My maternal great-grandparents and granparents kept changing their surname - not a lot, but enough to cause confusion. In fact, my grandfather married under one alternative of the name, then all the 8 children were registered under the other name. It was not due to a mistranscription, as both versions of the name are clearly legible in all the original censuses from 1851 to 1911.
Who do I think I am? Well, I’m not sure now.
never give up on searching for mis-transcriptions. I finally found MARY BARROWCLOUGH indexed as PORARY BARNOWSKY!
Methods I have used to find “missing” ancestors on a census:
1. search not just the head of household, but all members
(I have one family in 1861 where I have yet to locate the husband, but found the wife and daughters living in different households, likely the husband was either working abroad, in hospital, or in jail).
2. search using only the first name, year of birth, and location. If the original is hard to read, the indexer may get the first name correct, especially if it’s a common name, but miss on the surname. (This works if the person was in the same town the census before and after, and you can limit the search to the location, but not if they moved around)
I had been looking for the LUCKIN family in Chatham, Kent for some time.

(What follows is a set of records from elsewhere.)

#[cfg(test)]
mod tests {
    use super::*;
    use crate::broker::{FailureMode, MemoryBroker};
    use std::sync::atomic::{AtomicUsize, Ordering};
    use std::time::Duration;

    fn manager(broker: &MemoryBroker) -> ConnectionManager {
        ConnectionManager::new(broker.clone(), ManagerConfig::default())
    }

    fn drain(events: &mut broadcast::Receiver<ConnectionEvent>) -> Vec<&'static str> {
        let mut names = Vec::new();
        while let Ok(event) = events.try_recv() {
            names.push(event.name());
        }
        names
    }

    #[tokio::test]
    async fn test_start_without_retry_connects() {
        let broker = MemoryBroker::new();
        let manager = manager(&broker);
        let mut events = manager.events();

        manager
            .start(ConnectionSettings::default(), false)
            .await
            .unwrap();

        assert!(manager.is_connected());
        assert_eq!(broker.open_connections(), 1);
        assert_eq!(drain(&mut events), vec!["connection.established"]);
    }

    #[tokio::test]
    async fn test_start_without_retry_reports_humanized_error() {
        let broker = MemoryBroker::new();
        broker.fail_host("localhost", FailureMode::ConnectionRefused);
        let manager = manager(&broker);
        let mut events = manager.events();

        let error = manager
            .start(ConnectionSettings::default(), false)
            .await
            .unwrap_err();

        assert_eq!(error.to_string(), "localhost:5672 connection refused");
        assert_eq!(manager.state(), ConnectionState::Disconnected);
        assert_eq!(broker.connect_attempts(), 1);
        assert_eq!(drain(&mut events), vec!["connection.error"]);
    }

    #[tokio::test]
    async fn test_indeterminate_failure_is_ignored() {
        let broker = MemoryBroker::new();
        broker.push_failure(FailureMode::Indeterminate);
        let manager = manager(&broker);
        let mut events = manager.events();

        manager
            .start(ConnectionSettings::default(), false)
            .await
            .unwrap();

        assert_eq!(broker.connect_attempts(), 2);
        assert_eq!(drain(&mut events), vec!["connection.established"]);
    }

    #[tokio::test]
    async fn test_same_target_start_is_noop() {
        let broker = MemoryBroker::new();
        let manager = manager(&broker);
        let mut events = manager.events();

        manager.start(ConnectionSettings::default(), false).await.unwrap();
        manager.start(ConnectionSettings::default(), false).await.unwrap();
        manager.start(ConnectionSettings::default(), true).await.unwrap();

        assert_eq!(broker.connections_opened(), 1);
        assert_eq!(drain(&mut events), vec!["connection.established"]);
    }

    #[tokio::test]
    async fn test_new_target_replaces_connection() {
        let broker = MemoryBroker::new();
        let manager = manager(&broker);
        let mut events = manager.events();

        manager.start(ConnectionSettings::default(), false).await.unwrap();
        let first = manager.connection().await.unwrap();

        let other = ConnectionSettings::default().with_vhost("orders");
        manager.start(other, false).await.unwrap();
        let second = manager.connection().await.unwrap();

        assert_ne!(first, second);
        assert!(!first.is_open());
        assert_eq!(broker.open_connections(), 1);
        assert_eq!(
            drain(&mut events),
            vec![
                "connection.established",
                "connection.closed",
                "connection.established"
            ]
        );
    }

    #[tokio::test]
    async fn test_stop_closes_once() {
        let broker = MemoryBroker::new();
        let manager = manager(&broker);
        manager.start(ConnectionSettings::default(), true).await.unwrap();
        manager.connection().await.unwrap();
        let mut events = manager.events();

        manager.stop().await;
        manager.stop().await;
        tokio::time::sleep(Duration::from_millis(20)).await;

        assert_eq!(manager.state(), ConnectionState::Disconnected);
        assert_eq!(broker.open_connections(), 0);
        assert_eq!(drain(&mut events), vec!["connection.closed"]);
    }

    #[tokio::test]
    async fn test_waiter_fires_on_next_connection() {
        let broker = MemoryBroker::new();
        let manager = manager(&broker);

        let waiting = tokio::spawn({
            let manager = manager.clone();
            async move { manager.connection().await }
        });
        tokio::task::yield_now().await;
        assert_eq!(manager.pending_waiters(), 1);

        manager.start(ConnectionSettings::default(), true).await.unwrap();
        let connection = waiting.await.unwrap().unwrap();

        assert_eq!(manager.state().connection(), Some(&connection));
        assert_eq!(manager.pending_waiters(), 0);
    }

    #[tokio::test]
    async fn test_keep_alive_fires_immediately_when_connected() {
        let broker = MemoryBroker::new();
        let manager = manager(&broker);
        manager.start(ConnectionSettings::default(), false).await.unwrap();

        let calls = Arc::new(AtomicUsize::new(0));
        let id = manager.keep_alive({
            let calls = Arc::clone(&calls);
            move |_| {
                calls.fetch_add(1, Ordering::SeqCst);
            }
        });

        assert_eq!(calls.load(Ordering::SeqCst), 1);
        assert!(manager.cancel_keep_alive(id));
        assert_eq!(manager.keep_alive_subscribers(), 0);
    }

    #[tokio::test]
    async fn test_shutdown_releases_waiters() {
        let broker = MemoryBroker::new();
        broker.fail_host("localhost", FailureMode::ConnectionRefused);
        let manager = manager(&broker);
        manager.start(ConnectionSettings::default(), true).await.unwrap();

        let waiting = tokio::spawn({
            let manager = manager.clone();
            async move { manager.connection().await }
        });
        tokio::task::yield_now().await;

        manager.keep_alive(|_| {});
        manager.shutdown().await;

        assert!(matches!(
            waiting.await.unwrap(),
            Err(ConnectionError::Stopped)
        ));
        assert_eq!(manager.keep_alive_subscribers(), 0);
        assert_eq!(manager.state(), ConnectionState::Disconnected);
        assert!(matches!(
            manager.connection().await,
            Err(ConnectionError::Stopped)
        ));
    }

    #[tokio::test]
    async fn test_event_handler_receives_events() {
        #[derive(Default)]
        struct Counter {
            established: AtomicUsize,
        }

        impl ConnectionEventHandler for Counter {
            fn on_established(&self, _connection: &LiveConnection) {
                self.established.fetch_add(1, Ordering::SeqCst);
            }
        }

        let broker = MemoryBroker::new();
        let manager = manager(&broker);
        let counter = Arc::new(Counter::default());
        manager.set_event_handler(counter.clone());

        manager.start(ConnectionSettings::default(), false).await.unwrap();
        tokio::time::sleep(Duration::from_millis(20)).await;

        assert_eq!(counter.established.load(Ordering::SeqCst), 1);
        assert_eq!(manager.metrics().total_established(), 1);
    }
}
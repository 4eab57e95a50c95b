//! Noyau — moteur d’expression de la calculatrice
//!
//! Organisation interne :
//! - tampon.rs   : tampon d’expression + règles d’édition (chiffre, opérateur, ., +/-, %, ⌫, C, =)
//! - suffixe.rs  : nombre final du tampon (pour +/- et %)
//! - jetons.rs   : tokenisation
//! - rpn.rs      : shunting-yard + évaluation RPN
//! - eval.rs     : pipeline complet (jetons -> RPN -> valeur -> rendu)
//! - format.rs   : arrondi significatif, rendu décimal, pourcentage exact
//! - erreur.rs   : erreurs d’évaluation typées
//! - moteur.rs   : propriétaire du tampon (`texte_courant` / `dispatch`)

pub mod erreur;
pub mod eval;
pub mod format;
pub mod jetons;
pub mod moteur;
pub mod rpn;
pub mod suffixe;
pub mod tampon;

#[cfg(test)]
mod tests_proprietes;

// API publique minimale
pub use moteur::Moteur;
pub use tampon::{Issue, Operateur, Operation, Parenthese};
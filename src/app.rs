// src/app.rs
//
// Calculatrice — module App (racine)
// ---------------------------------
// Rôle:
// - Déclarer les sous-modules (état, vue, clavier, config)
// - Ré-exporter AppCalc (pour main.rs: use crate::app::AppCalc;)
// - Fournir l’impl eframe::App (compatible NATIF + WEB)
//
// Clavier : à chaque frame, les touches reçues par egui sont diffusées au
// `Document` ; seul l’écouteur attaché par la vue calculatrice y réagit.

pub mod clavier;
pub mod config;
pub mod etat;
pub mod vue;

// Ré-export pratique : `use crate::app::AppCalc;`
pub use config::Config;
pub use etat::AppCalc;

use eframe::egui;

impl eframe::App for AppCalc {
    fn update(&mut self, ctx: &egui::Context, _frame: &mut eframe::Frame) {
        // Un champ texte avec le focus garde ses touches (équivalent egui de stopPropagation).
        if !ctx.wants_keyboard_input() {
            let touches = ctx.input(|i| clavier::touches_depuis_egui(&i.events));
            let empechees = self.pomper_clavier(&touches);
            // action par défaut empêchée : les widgets dessinés ensuite ne la voient pas
            ctx.input_mut(|i| clavier::retirer_des_evenements(&mut i.events, &empechees));
        }

        egui::CentralPanel::default().show(ctx, |ui| {
            self.ui(ui);
        });
    }
}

I had found the family in 1881 census and 1891 census, but could not find them in 1901. George died in 1901 and I was able to find the address from his death certificate - this then enabled me to find that address on the census. The family was listed as JACKIN not LUCKIN.
I had problems finding my ancestors as names had been incorrectly recorded in the 1841 census as Bridges instead of Briggs.
I have come across problems researching the 1891 census for Swindon, Wlitshire…. I have been researching the surnames Humphries and Kibblewhite.
I can find my Great-Grandfather Edward and his father Edwin, but not his Mother Margaret and a few of his sisters and a brother.
I can find no trace of my Great-Great-Grandfather Hugh Kibblewhite and his wife Mary Jane in 1891, but I have them in every census from 1861,71,81 and in 1901… a lot of records I have looked for in 1891 in Swindon and surrounding villages like Purton, Lydiard Millicent and Lydiard Tregorze seem to be missing.
Has anyone else come across similar problems??
Bibz - I have some Humphries on my tree. The tree is stored on genesreunited - let me know if you’d like to see it. Either on genes site (maiden name) or facebook (married name).
I did not realize my Lewington family dissappeared until I tripped over a divorce petition. Married 1850 in Islington, London son born 1851. Another child born 1854. The 1882 divorce petition stated she and her husband had lived “at Hornsey Road Islington Middlesex at New York and other places in the United States of America at No 3 Smiths Place Kennington Lane..”. Sure enough William Ester and infant son arrived in New York January 1852! Need to find their return trip!
Locating children on the census is the best way of finding the family if you do not find the parents. Researching for the adults in the 1881 Census was a blank but when I looked for the children they were living with their re-married grandmother (different name) but all other details were correct and I found their step grandfather. I think the parents were in Malta, as that is where the next child was born.
I found Harry Skillings transcribed as Harry. S. Killings and Pounds transcribed as Rounds.
Robert
I would go for the mis-transcription. I have had two.
One grandparents (Bennett) found in both 1891 and 1911 and missing on 1901 on Ancestry found on Findmypast site. Using the address I then found them on Ancestry and can only say the transcriber was having a bad day.
The second one is a spelling varient of Shields/Sheilds (Scottish census).